The default settings are taken from the defaults used by dada2. If you want an explanation of the parameters for the dada2 steps then you can type for example:
ocms_16s help --filterAndTrim
This will show you the options that are passed from the pipeline.yml to the R scripts along with a description:
-packages/ocms_16S-0.0.1-py3.8.egg/ocms16S/R/dada2_filter_and_trim.R [options]
Options:
-i INFILE, --infile=INFILE
input fastq file [default NA]
-f FILTERED-DIRECTORY, --filtered-directory=FILTERED-DIRECTORY
directory for filtered fastq files [default filtered]
-p, --paired
is it paired-end data [default FALSE]
-n MAXN, --maxN=MAXN
maxN parameter [default 0]
-e MAXEE, --maxEE=MAXEE
maximum number of expected errors [default 2,2]
--truncQ=TRUNCQ
truncate reads at the first instance of a quality score less
than or equal to truncQ [default 2]
--truncLen=TRUNCLEN
truncate reads after truncLen bases [default 250,250]
--trimLeft=TRIMLEFT
trim left sequence (primers) [default 0,0]
-h, --help
Show this help message and exit
We will leave the majority of settings as they are for this example. However, we need to specify annotation files that will be used to assign taxonomic information to the amplicon sequence variants (ASVs) that are produced by dada2. In this example we will download them into our working directory, however you may want to have them somewhere else for using with future data. E.g. to use RefSeq databases do:
wget https://zenodo.org/record/2541239/files/RefSeq-RDP16S_v2_May2018.fa.gz
wget https://zenodo.org/record/2658728/files/RefSeq-RDP_dada2_assignment_species.fa.gz
These are then specified in the pipeline.yml as above.
Step 3: Run the pipeline
Once you are happy with the parameterisation, you can run the pipeline:
ocms_16s dada2 make full -v5 -p40
Here we are running the pipeline using 80 processors as this is the number of samples we have - they will be processed in parallel on the cluster. If you are running this on a laptop make sure to specify the –local flag:
ocms_16s dada2 make full -v5 -p1 --local
The -v5 specifies the verbosity level of the logging information. At 5 this will be very verbose and useful for debugging. you can check how the pipeline is progressing by viewing the pipeline.log file that is created in the working directory:
cat pipeline.log
When the pipeline has finished running, the log file will look like this:
tail pipeline.log
...
2020-02-06 12:08:28,597 INFO main task - Task enters queue = 'full'
2020-02-06 12:08:28,598 INFO main task - Job no function to check if up-to-date
2020-02-06 12:08:28,799 INFO main task - Job completed
2020-02-06 12:08:28,799 INFO main control - {"task": "'full'", "task_status": "completed", "task_total": 0, "task_completed": 0, "task_completed_percent": 0}
2020-02-06 12:08:28,799 INFO main task - Completed Task = 'full'
2020-02-06 12:08:28,801 INFO main experiment - job finished in 3002 seconds at Thu Feb 6 12:08:28 2020 -- 66.94 45.21 5.67 9.90 -- 8e55fc3a-59c9-4f94-b014-1062ee84c9bc
Step 4: Build the report
You can then build the report to inspect the performance of the processing:
ocms_16s dada2 make build_report
This will produce the file report.dir/report.html that you can view in your browser.

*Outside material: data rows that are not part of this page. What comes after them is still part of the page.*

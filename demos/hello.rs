use rand::thread_rng;
use rsa_keygen::{BigUint, KeyGenerator, PublicKey, PublicKeyParts};

fn main() -> Result<(), Box<dyn std::error::Error>> {
    let mut rng = thread_rng();
    let bits = 1024;

    let (key, report) = KeyGenerator::new().generate_with_report(&mut rng, bits)?;
    println!(
        "generated a {}-bit modulus in {} attempt(s) ({} exponent restarts, {} validation restarts)",
        key.modulus_bits(),
        report.attempts,
        report.exponent_restarts,
        report.validation_restarts
    );

    let public_key = PublicKey::from(&key);
    println!("n = {}", public_key.n());

    let message = "hello RSA!";
    let m = BigUint::from_bytes_be(message.as_bytes());
    let c = public_key.encrypt(&m)?;
    println!("ciphertext: {}", c);

    let dm = key.decrypt(&c)?;
    let decrypted = String::from_utf8(dm.to_bytes_be())?;
    println!("decrypted: {}", decrypted);
    assert_eq!(decrypted, message);

    Ok(())
}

Step 5: Downstream analysis with OCMSlooksy
OCMSlooksy is an R/Shiny application that will take the output from OCMS_16S dada2 and enable the user to inspect the parameters of the dada2 run, the processing results as well as perform downstream viosualisation and statistical analyses. To format the outputs from OCMS_16S dada2 for OCMSlooksy you can run:
ocms_16s dada2 make build_db
In the example above this will create the SQLite database, ‘output_db’, that serves as the main input to OCMSlooksy.